El juez Adolfo Carretero y Luis Medina
Adolfo Carretero, el juez expeditivo y mordaz que quita el sueño a Luis Medina
El magistrado que instruye la trama de las mascarillas es conocido por casos mediáticos como el del cómico Dani Mateo, al que imputó en 2018 por sonarse la nariz con la bandera de España
«¿Usted se enteró de que los guantes eran una porquería?». El juez Adolfo Carretero no se anda con rodeos ni paños calientes durante sus interrogatorios. El magistrado, conocido en los juzgados de Plaza de Castilla por su carácter expeditivo y un tanto mordaz, está al frente de la instrucción del caso mascarillas del Ayuntamiento de Madrid, en el que están imputados los empresarios Luis Medina y Alberto Luceño. Carretero los dejó noqueados, con sus preguntas incisivas e irónicas, al recriminarles por ejemplo la mala calidad del material sanitario que vendieron. «¡Que no valían nada!», les espetó, refiriéndose a los guantes de ínfima calidad.
«Si su intención no era lucrarse, ¿a usted le parece normal una comisión del 80 % por los guantes, y del 71 % por los test?», le dice el magistrado a Luceño. «Qué contentos estaban por el contrato, ¿no?», acorraló el juez en varias ocasiones al hermano del Duque de Feria y su socio, refiriéndose a los mensajes de WhatsApp que se enviaron, en los que usaban expresiones como «¡pa la saca!».

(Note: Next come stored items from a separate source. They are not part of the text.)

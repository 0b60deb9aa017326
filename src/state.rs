use std::collections::BTreeSet;
use std::sync::Arc;

use crate::config::{SnapshotOptions, FILTER_CATEGORICAL, FILTER_RANGES};
use crate::dashboard::{self, Snapshot, Variant};
use crate::data::filter::{matching_indices, observed_range, FilterSpec, Predicate};
use crate::data::model::{Table, Value};
use crate::error::SchemaError;

// ---------------------------------------------------------------------------
// Dashboard state
// ---------------------------------------------------------------------------

/// State of one dashboard, independent of rendering.
///
/// The dataset is shared read-only. Every filter edit recomputes the visible
/// rows and throws away the cached snapshot, so a snapshot always belongs to
/// the current filters.
pub struct DashboardState {
    dataset: Arc<Table>,
    variant: Variant,

    /// Per-column filter selections.
    filters: FilterSpec,

    /// Indices of rows passing the current filters (cached).
    visible_indices: Vec<usize>,

    options: SnapshotOptions,

    /// Aggregates for the current filters, built on first request.
    snapshot: Option<Snapshot>,
}

impl DashboardState {
    /// Start with every category selected and every range at its observed bounds.
    pub fn new(
        dataset: Arc<Table>,
        variant: Variant,
        options: SnapshotOptions,
    ) -> Result<Self, SchemaError> {
        let filters = FilterSpec::full_domain(&dataset, &FILTER_CATEGORICAL, &FILTER_RANGES)?;
        let visible_indices = (0..dataset.len()).collect();
        Ok(Self {
            dataset,
            variant,
            filters,
            visible_indices,
            options,
            snapshot: None,
        })
    }

    pub fn dataset(&self) -> &Arc<Table> {
        &self.dataset
    }

    pub fn filters(&self) -> &FilterSpec {
        &self.filters
    }

    pub fn variant(&self) -> Variant {
        self.variant
    }

    /// Number of rows the dashboard currently shows.
    pub fn visible_rows(&self) -> usize {
        self.visible_indices.len()
    }

    /// Recompute `visible_indices` after a filter change.
    pub fn refilter(&mut self) -> Result<(), SchemaError> {
        self.visible_indices = match self.variant {
            Variant::Overview => (0..self.dataset.len()).collect(),
            Variant::Explorer => matching_indices(&self.dataset, &self.filters)?,
        };
        self.snapshot = None;
        log::debug!(
            "{} of {} rows visible",
            self.visible_indices.len(),
            self.dataset.len()
        );
        Ok(())
    }

    /// Aggregates for the current filters.
    pub fn snapshot(&mut self) -> Result<&Snapshot, SchemaError> {
        let snapshot = match self.snapshot.take() {
            Some(snapshot) => snapshot,
            None => {
                let visible = self.dataset.select(&self.visible_indices);
                dashboard::summarize(&visible, self.dataset.len(), self.variant, &self.options)?
            }
        };
        Ok(self.snapshot.insert(snapshot))
    }

    pub fn set_show_raw(&mut self, show_raw: bool) {
        if self.options.show_raw != show_raw {
            self.options.show_raw = show_raw;
            self.snapshot = None;
        }
    }

    // -- Categorical selections --

    /// Read user-typed text as a value of `column`'s kind.
    fn parse_value(&self, column: &str, raw: &str) -> Result<Value, SchemaError> {
        let kind = self.dataset.schema().column(column)?.kind;
        Ok(Value::parse_as(raw, kind))
    }

    /// Edit the selected set of `column`. A column without a set starts from
    /// its full domain.
    fn update_selection(
        &mut self,
        column: &str,
        edit: impl FnOnce(&mut BTreeSet<Value>),
    ) -> Result<(), SchemaError> {
        let domain = self.dataset.schema().domain(column)?;
        let mut selected = match self.filters.get(column) {
            Some(Predicate::OneOf(set)) => set.clone(),
            _ => domain.clone(),
        };
        edit(&mut selected);
        self.filters.set(column, Predicate::OneOf(selected));
        self.refilter()
    }

    /// Toggle a single value in a column's selection.
    pub fn toggle_value(&mut self, column: &str, raw: &str) -> Result<(), SchemaError> {
        let value = self.parse_value(column, raw)?;
        self.update_selection(column, |selected| {
            if !selected.remove(&value) {
                selected.insert(value);
            }
        })
    }

    /// Select exactly the given values.
    pub fn select_only<S: AsRef<str>>(
        &mut self,
        column: &str,
        raws: &[S],
    ) -> Result<(), SchemaError> {
        let values = raws
            .iter()
            .map(|raw| self.parse_value(column, raw.as_ref()))
            .collect::<Result<BTreeSet<_>, _>>()?;
        self.update_selection(column, |selected| *selected = values)
    }

    /// Remove one value from a column's selection.
    pub fn deselect(&mut self, column: &str, raw: &str) -> Result<(), SchemaError> {
        let value = self.parse_value(column, raw)?;
        self.update_selection(column, |selected| {
            selected.remove(&value);
        })
    }

    /// Select all values in a column.
    pub fn select_all(&mut self, column: &str) -> Result<(), SchemaError> {
        let domain = self.dataset.schema().domain(column)?.clone();
        self.update_selection(column, |selected| *selected = domain)
    }

    /// Deselect all values in a column.
    pub fn select_none(&mut self, column: &str) -> Result<(), SchemaError> {
        self.update_selection(column, BTreeSet::clear)
    }

    // -- Numeric ranges --

    /// Move one or both bounds of `column`'s range; `None` keeps the current
    /// bound. An explicit range no longer admits missing values.
    pub fn set_range(
        &mut self,
        column: &str,
        low: Option<f64>,
        high: Option<f64>,
    ) -> Result<(), SchemaError> {
        self.dataset.schema().numeric_position(column)?;
        let (current_low, current_high) = match self.filters.get(column) {
            Some(Predicate::Range { low, high, .. }) => (*low, *high),
            _ => observed_range(&self.dataset, column)?.unwrap_or((0.0, 0.0)),
        };
        self.filters.set(
            column,
            Predicate::Range {
                low: low.unwrap_or(current_low),
                high: high.unwrap_or(current_high),
                keep_missing: false,
            },
        );
        self.refilter()
    }
}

¿Quién es exactamente Adolfo Carretero? Con más de tres décadas de experiencia, el jurista saltó al primer plano por casos mediáticos como el del cómico Dani Mateo, al que imputó en 2018 cuando este se sonó la nariz con la bandera de España en un sketch en el programa El Intermedio, por delitos de odio y ultraje a la bandera. El asunto no llegó finalmente a juicio, pues el propio Carretero lo archivó en enero de 2019. En 2012, instruyó el caso del espionaje al expresidente madrileño Ignacio González –ahora imputado en Lezo– durante un viaje a Colombia.
Más recientemente intervino en una denuncia por delito informático tras el polémico voto del diputado del PP Alberto Casero, con el que salió adelante la reforma laboral el pasado febrero. Al encontrarse de guardia, a Carretero le correspondió abrir el procedimiento tras la denuncia de un particular que solicitaba medidas cautelares.
Luis Medina Abascal, a su llegada a los juzgados de Plaza Castilla
Otro de sus últimos caso fue la instrucción del 'Delcygate', el encuentro entre la vicepresidenta venezolana Delcy Rodríguez y el exministro socialista José Luis Ábalos, que también estaba siendo investigado en otro juzgado, el número 31 de la capital. Carretero estaba de guardia cuando el PP acudió a denunciar los hechos, y llegó a apreciar indicios de «prevaricación». Envió su parte de la investigación a su compañero, que archivó la causa.
«Es absurdo decir que los medios no influyen para nada en los jueces. Sin embargo, yo puedo asegurar que los jueces juzgan en conciencia los casos con independencia del clamor mediático. Lo tienen en cuenta, pero ellos deciden conforme a la ley», aseguraba Carretero en una entrevista.
Adolfo Carretero nació en Valencia y pasó por un juzgado de Valdepeñas (Ciudad Real), aunque ha ejercido casi toda su carrera en la Comunidad de Madrid. Ha recalado en órganos de Coslada y Fuenlabrada –donde llegó a ser decano– hasta llegar al juzgado de Instrucción número 47 de Madrid.
Su padre, Adolfo Carretero Pérez, fue magistrado del Tribunal Supremo, vicepresidente del primer Consejo General del Poder Judicial (CGPJ) y presidente del Tribunal de Cuentas. Su hermano, el también magistrado Agustín Carretero, ha sido alto cargo con el Gobierno regional madrileño, en las Administraciones de Esperanza Aguirre e Ignacio González.